Like a number of children's authors, Baylor started writing for adults and evolved into writing for children. She wrote a number of short stories and a novel set in Tucson, located north of her hometown of Arivaca, before finding herself writing for a youthful audience.

"I like children's books because in them I can talk about the things I think are important," Baylor said by phone. "What I'm saying is simple enough for kids to understand."

Baylor writes children's stories that evolve from basic ideas, and she mainly focuses on "momentary delights" that children and adults alike can sometimes miss.
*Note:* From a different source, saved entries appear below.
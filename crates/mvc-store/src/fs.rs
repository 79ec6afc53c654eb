//! On-disk repository store.
//!
//! Layout under the repository root:
//!
//! ```text
//! .mvc/
//!   index.json           # staging index, {} when empty
//!   HEAD                 # full commit id, empty before the first commit
//!   config.toml          # repository settings (owned by the SDK)
//!   commits/
//!     <commit-id>.json   # one immutable record per commit
//! ```

use std::fs;
use std::io::{self, Write};
use std::path::{Path, PathBuf};

use mvc_types::path::MARKER_DIR;
use mvc_types::Fingerprint;
use tempfile::NamedTempFile;
use tracing::{debug, info, warn};

use crate::error::{StoreError, StoreResult};
use crate::object::{Commit, CommitBody, IndexRecord};
use crate::traits::RepositoryStore;

/// Paths that make up a repository on disk.
#[derive(Clone, Debug, PartialEq, Eq)]
pub struct Layout {
    root: PathBuf,
}

impl Layout {
    pub const INDEX_FILE: &'static str = "index.json";
    pub const HEAD_FILE: &'static str = "HEAD";
    pub const CONFIG_FILE: &'static str = "config.toml";
    pub const COMMITS_DIR: &'static str = "commits";

    pub fn new(root: impl Into<PathBuf>) -> Self {
        Self { root: root.into() }
    }

    /// The working-tree root.
    pub fn root(&self) -> &Path {
        &self.root
    }

    /// The marker directory whose existence means "initialized".
    pub fn marker(&self) -> PathBuf {
        self.root.join(MARKER_DIR)
    }

    pub fn index(&self) -> PathBuf {
        self.marker().join(Self::INDEX_FILE)
    }

    pub fn head(&self) -> PathBuf {
        self.marker().join(Self::HEAD_FILE)
    }

    pub fn config(&self) -> PathBuf {
        self.marker().join(Self::CONFIG_FILE)
    }

    pub fn commits(&self) -> PathBuf {
        self.marker().join(Self::COMMITS_DIR)
    }

    pub fn commit(&self, id: &Fingerprint) -> PathBuf {
        self.commits().join(format!("{}.json", id.to_hex()))
    }
}

/// Repository store backed by the `.mvc/` directory.
#[derive(Clone, Debug)]
pub struct FsRepositoryStore {
    layout: Layout,
}

impl FsRepositoryStore {
    /// Open the store for the repository rooted at `root`.
    ///
    /// Opening never touches the disk; initialization state is checked per
    /// operation.
    pub fn open(root: impl Into<PathBuf>) -> Self {
        Self {
            layout: Layout::new(root),
        }
    }

    pub fn layout(&self) -> &Layout {
        &self.layout
    }

    /// Initialize the repository, seeding extra files into the marker
    /// directory (e.g. `config.toml`).
    ///
    /// The layout is assembled in a temporary sibling directory and renamed
    /// into place, so a failure at any step leaves no marker behind.
    pub fn initialize_with(&self, extra: &[(&str, &[u8])]) -> StoreResult<()> {
        let marker = self.layout.marker();
        if marker.exists() {
            return Err(StoreError::AlreadyInitialized {
                root: self.layout.root().to_path_buf(),
            });
        }

        let root = self.layout.root();
        let staging = tempfile::Builder::new()
            .prefix(".mvc-init-")
            .tempdir_in(root)
            .map_err(|e| StoreError::io(root, e))?;
        let dir = staging.path();

        let commits = dir.join(Layout::COMMITS_DIR);
        fs::create_dir(&commits).map_err(|e| StoreError::io(&commits, e))?;
        write_file(&dir.join(Layout::INDEX_FILE), b"{}")?;
        write_file(&dir.join(Layout::HEAD_FILE), b"")?;
        for (name, contents) in extra {
            write_file(&dir.join(name), contents)?;
        }

        fs::rename(dir, &marker).map_err(|e| StoreError::io(&marker, e))?;
        info!(root = %root.display(), "initialized repository");
        Ok(())
    }

    fn ensure_initialized(&self) -> StoreResult<()> {
        if self.is_initialized() {
            Ok(())
        } else {
            Err(StoreError::NotARepository {
                root: self.layout.root().to_path_buf(),
            })
        }
    }
}

impl RepositoryStore for FsRepositoryStore {
    fn is_initialized(&self) -> bool {
        self.layout.marker().is_dir()
    }

    fn initialize(&self) -> StoreResult<()> {
        self.initialize_with(&[])
    }

    fn load_index(&self) -> StoreResult<IndexRecord> {
        self.ensure_initialized()?;
        let path = self.layout.index();
        let bytes = fs::read(&path).map_err(|e| StoreError::io(&path, e))?;
        serde_json::from_slice(&bytes).map_err(|e| StoreError::serialization(&path, e))
    }

    fn save_index(&self, index: &IndexRecord) -> StoreResult<()> {
        self.ensure_initialized()?;
        let path = self.layout.index();
        let bytes =
            serde_json::to_vec_pretty(index).map_err(|e| StoreError::serialization(&path, e))?;
        write_atomic(&path, &bytes)?;
        debug!(entries = index.entries.len(), "saved index");
        Ok(())
    }

    fn load_commit(&self, id: &Fingerprint) -> StoreResult<Option<Commit>> {
        self.ensure_initialized()?;
        let path = self.layout.commit(id);
        let bytes = match fs::read(&path) {
            Ok(bytes) => bytes,
            Err(e) if e.kind() == io::ErrorKind::NotFound => return Ok(None),
            Err(e) => return Err(StoreError::io(&path, e)),
        };
        let body: CommitBody =
            serde_json::from_slice(&bytes).map_err(|e| StoreError::serialization(&path, e))?;
        let commit = Commit::seal(body)?;
        if commit.id() != *id {
            return Err(StoreError::HashMismatch {
                id: *id,
                computed: commit.id(),
            });
        }
        Ok(Some(commit))
    }

    fn save_commit(&self, commit: &Commit) -> StoreResult<bool> {
        self.ensure_initialized()?;
        let path = self.layout.commit(&commit.id());
        if path.exists() {
            debug!(commit = %commit.id().short_hex(7), "commit already stored");
            return Ok(false);
        }
        let bytes = serde_json::to_vec_pretty(commit.body())
            .map_err(|e| StoreError::serialization(&path, e))?;
        write_atomic(&path, &bytes)?;
        debug!(commit = %commit.id().short_hex(7), files = commit.files().len(), "wrote commit");
        Ok(true)
    }

    fn commit_ids(&self) -> StoreResult<Vec<Fingerprint>> {
        self.ensure_initialized()?;
        let dir = self.layout.commits();
        let mut ids = Vec::new();
        for entry in fs::read_dir(&dir).map_err(|e| StoreError::io(&dir, e))? {
            let entry = entry.map_err(|e| StoreError::io(&dir, e))?;
            let path = entry.path();
            if path.extension().map_or(true, |ext| ext != "json") {
                continue;
            }
            let parsed = path
                .file_stem()
                .and_then(|stem| stem.to_str())
                .and_then(|stem| Fingerprint::from_hex(stem).ok());
            match parsed {
                Some(id) => ids.push(id),
                None => warn!(path = %path.display(), "ignoring unrecognized file in commits"),
            }
        }
        Ok(ids)
    }

    fn read_head(&self) -> StoreResult<Option<Fingerprint>> {
        self.ensure_initialized()?;
        let path = self.layout.head();
        let raw = fs::read_to_string(&path).map_err(|e| StoreError::io(&path, e))?;
        let raw = raw.trim();
        if raw.is_empty() {
            return Ok(None);
        }
        Fingerprint::from_hex(raw)
            .map(Some)
            .map_err(|e| StoreError::serialization(&path, e))
    }

    fn write_head(&self, id: &Fingerprint) -> StoreResult<()> {
        self.ensure_initialized()?;
        write_atomic(&self.layout.head(), id.to_hex().as_bytes())?;
        info!(head = %id.short_hex(7), "moved HEAD");
        Ok(())
    }
}

fn write_file(path: &Path, contents: &[u8]) -> StoreResult<()> {
    fs::write(path, contents).map_err(|e| StoreError::io(path, e))
}

/// Replace `path` with `contents` via a temp file in the same directory.
fn write_atomic(path: &Path, contents: &[u8]) -> StoreResult<()> {
    let dir = path.parent().unwrap_or_else(|| Path::new("."));
    let mut tmp = NamedTempFile::new_in(dir).map_err(|e| StoreError::io(dir, e))?;
    tmp.write_all(contents).map_err(|e| StoreError::io(path, e))?;
    tmp.as_file().sync_all().map_err(|e| StoreError::io(path, e))?;
    tmp.persist(path).map_err(|e| StoreError::io(path, e.error))?;
    Ok(())
}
In "The Table Where Rich People Sit," the children in the book complain to their parents that they are poor, so the parents start placing prices on daily occurrences like sunrises and clouds and rainbows. Soon, the children learn that they are rich in a different way.

"A lot of times it's the adults that make the children materialistic in their values," Baylor said, noting that she tries to focus on the value of nature and simple joys. "And in a lot of ways, children are taught to prepare for something far away and they lose track of those momentary delights."

Baylor also likes to write about the desert, a lot. Her books often have coyotes, ravens, whirlwinds and cacti that play a role in telling the story. In her first children's book, "Amigo," a young boy befriends a prairie dog and works to tame it. But the prairie dog teaches the boy some lessons as well.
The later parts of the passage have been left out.